What this task involves | Write out, unaltered, each line from the top of the records below down to the line where "pub type BoolGrid = Array2<bool>;" appears, that line included.

Collected data |
************
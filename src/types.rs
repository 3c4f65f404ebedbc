use ndarray::Array2;
use serde::{Deserialize, Serialize};

/// Real-valued raster band as read from disk
pub type Raster = Array2<f64>;

/// Boolean per-pixel grid (masks, parcel footprints)
pub type BoolGrid = Array2<bool>;

/// Default nodata sentinel for exported rasters
pub const DEFAULT_NODATA: f64 = -9999.0;

/// Landsat sensor generation
#[derive(Debug, Clone, Copy, PartialEq, Eq, Hash, PartialOrd, Ord, Serialize, Deserialize)]
#[serde(try_from = "u8", into = "u8")]
pub enum Satellite {
    Landsat4,
    Landsat5,
    Landsat7,
    Landsat8,
    Landsat9,
}

impl Satellite {
    pub const ALL: [Satellite; 5] = [
        Satellite::Landsat4,
        Satellite::Landsat5,
        Satellite::Landsat7,
        Satellite::Landsat8,
        Satellite::Landsat9,
    ];

    /// Map the integer generation (as written in product ids and configs)
    pub fn from_generation(generation: u8) -> RangesatResult<Self> {
        match generation {
            4 => Ok(Satellite::Landsat4),
            5 => Ok(Satellite::Landsat5),
            7 => Ok(Satellite::Landsat7),
            8 => Ok(Satellite::Landsat8),
            9 => Ok(Satellite::Landsat9),
            other => Err(RangesatError::Decode(format!(
                "Unsupported Landsat generation: {}",
                other
            ))),
        }
    }

    pub fn generation(&self) -> u8 {
        match self {
            Satellite::Landsat4 => 4,
            Satellite::Landsat5 => 5,
            Satellite::Landsat7 => 7,
            Satellite::Landsat8 => 8,
            Satellite::Landsat9 => 9,
        }
    }

    /// OLI and OLI-2 carry the coastal aerosol band and the `sr_aerosol` QA layer
    pub fn is_oli(&self) -> bool {
        matches!(self, Satellite::Landsat8 | Satellite::Landsat9)
    }
}

impl TryFrom<u8> for Satellite {
    type Error = RangesatError;

    fn try_from(value: u8) -> Result<Self, Self::Error> {
        Satellite::from_generation(value)
    }
}

impl From<Satellite> for u8 {
    fn from(value: Satellite) -> Self {
        value.generation()
    }
}

impl std::fmt::Display for Satellite {
    fn fmt(&self, f: &mut std::fmt::Formatter<'_>) -> std::fmt::Result {
        write!(f, "{}", self.generation())
    }
}

/// Worldwide Reference System path/row of a scene
#[derive(Debug, Clone, Copy, PartialEq, Eq, Hash, Serialize, Deserialize)]
pub struct Wrs {
    pub path: u16,
    pub row: u16,
}

impl std::fmt::Display for Wrs {
    fn fmt(&self, f: &mut std::fmt::Formatter<'_>) -> std::fmt::Result {
        write!(f, "{:03}{:03}", self.path, self.row)
    }
}

/// Axis-aligned bounding box `[left, bottom, right, top]`
#[derive(Debug, Clone, Copy, PartialEq, Serialize, Deserialize)]
pub struct BoundingBox {
    pub left: f64,
    pub bottom: f64,
    pub right: f64,
    pub top: f64,
}

impl BoundingBox {
    pub fn new(left: f64, bottom: f64, right: f64, top: f64) -> Self {
        Self { left, bottom, right, top }
    }

    pub fn as_array(&self) -> [f64; 4] {
        [self.left, self.bottom, self.right, self.top]
    }

    pub fn width(&self) -> f64 {
        self.right - self.left
    }

    pub fn height(&self) -> f64 {
        self.top - self.bottom
    }

    /// Strict overlap test; boxes that only share an edge do not intersect
    pub fn intersects(&self, other: &BoundingBox) -> bool {
        self.left.max(other.left) < self.right.min(other.right)
            && self.bottom.max(other.bottom) < self.top.min(other.top)
    }

    /// True when `self` lies entirely inside `other`
    pub fn within(&self, other: &BoundingBox) -> bool {
        self.left >= other.left
            && self.bottom >= other.bottom
            && self.right <= other.right
            && self.top <= other.top
    }

    pub fn union(&self, other: &BoundingBox) -> BoundingBox {
        BoundingBox {
            left: self.left.min(other.left),
            bottom: self.bottom.min(other.bottom),
            right: self.right.max(other.right),
            top: self.top.max(other.top),
        }
    }
}

impl std::fmt::Display for BoundingBox {
    fn fmt(&self, f: &mut std::fmt::Formatter<'_>) -> std::fmt::Result {
        write!(f, "[{}, {}, {}, {}]", self.left, self.bottom, self.right, self.top)
    }
}

/// Affine geotransform in GDAL order
#[derive(Debug, Clone, Copy, PartialEq, Serialize, Deserialize)]
pub struct GeoTransform {
    pub top_left_x: f64,
    pub pixel_width: f64,
    pub rotation_x: f64,
    pub top_left_y: f64,
    pub rotation_y: f64,
    pub pixel_height: f64,
}

impl GeoTransform {
    pub fn from_gdal(gt: [f64; 6]) -> Self {
        Self {
            top_left_x: gt[0],
            pixel_width: gt[1],
            rotation_x: gt[2],
            top_left_y: gt[3],
            rotation_y: gt[4],
            pixel_height: gt[5],
        }
    }

    /// North-up transform with square pixels
    pub fn north_up(top_left_x: f64, top_left_y: f64, cellsize: f64) -> Self {
        Self::from_gdal([top_left_x, cellsize, 0.0, top_left_y, 0.0, -cellsize])
    }

    pub fn to_gdal(&self) -> [f64; 6] {
        [
            self.top_left_x,
            self.pixel_width,
            self.rotation_x,
            self.top_left_y,
            self.rotation_y,
            self.pixel_height,
        ]
    }

    pub fn is_north_up(&self) -> bool {
        self.rotation_x == 0.0 && self.rotation_y == 0.0 && self.pixel_height < 0.0
    }

    /// Transform of a sub-window starting at (`row_off`, `col_off`)
    pub fn window_transform(&self, row_off: usize, col_off: usize) -> GeoTransform {
        GeoTransform {
            top_left_x: self.top_left_x + col_off as f64 * self.pixel_width,
            top_left_y: self.top_left_y + row_off as f64 * self.pixel_height,
            ..*self
        }
    }

    /// Map coordinates of the center of pixel (`row`, `col`)
    pub fn pixel_center(&self, row: usize, col: usize) -> (f64, f64) {
        let c = col as f64 + 0.5;
        let r = row as f64 + 0.5;
        (
            self.top_left_x + c * self.pixel_width + r * self.rotation_x,
            self.top_left_y + c * self.rotation_y + r * self.pixel_height,
        )
    }

    /// Fractional (col, row) of a map coordinate for north-up grids
    pub fn to_pixel(&self, x: f64, y: f64) -> (f64, f64) {
        (
            (x - self.top_left_x) / self.pixel_width,
            (y - self.top_left_y) / self.pixel_height,
        )
    }

    /// Extent of a `rows` x `cols` grid
    pub fn bounds(&self, rows: usize, cols: usize) -> BoundingBox {
        let x0 = self.top_left_x;
        let x1 = self.top_left_x + cols as f64 * self.pixel_width;
        let y0 = self.top_left_y;
        let y1 = self.top_left_y + rows as f64 * self.pixel_height;
        BoundingBox {
            left: x0.min(x1),
            bottom: y0.min(y1),
            right: x0.max(x1),
            top: y0.max(y1),
        }
    }
}

/// Error types for scene processing
#[derive(Debug, thiserror::Error)]
pub enum RangesatError {
    #[error("I/O error: {0}")]
    Io(#[from] std::io::Error),

    #[error("GDAL error: {0}")]
    Gdal(#[from] gdal::errors::GdalError),

    #[error("Scene decode error: {0}")]
    Decode(String),

    #[error("Geometry mismatch: {0}")]
    GeometryMismatch(String),

    #[error("Band '{band}' is not available for Landsat {satellite}")]
    MissingBand { band: String, satellite: Satellite },

    #[error("Configuration error: {0}")]
    Configuration(String),

    #[error("Result store error: {0}")]
    Store(#[from] rusqlite::Error),

    #[error("CSV error: {0}")]
    Csv(#[from] csv::Error),

    #[error("YAML error: {0}")]
    Yaml(#[from] serde_yaml::Error),

    #[error("Processing error: {0}")]
    Processing(String),
}

/// Result type for scene processing operations
pub type RangesatResult<T> = Result<T, RangesatError>;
************
Result of this exercise |
filename src/types.rs
repository 3c4f65f404ebedbc
use ndarray::Array2;
use serde::{Deserialize, Serialize};

/// Real-valued raster band as read from disk
pub type Raster = Array2<f64>;

/// Boolean per-pixel grid (masks, parcel footprints)
pub type BoolGrid = Array2<bool>;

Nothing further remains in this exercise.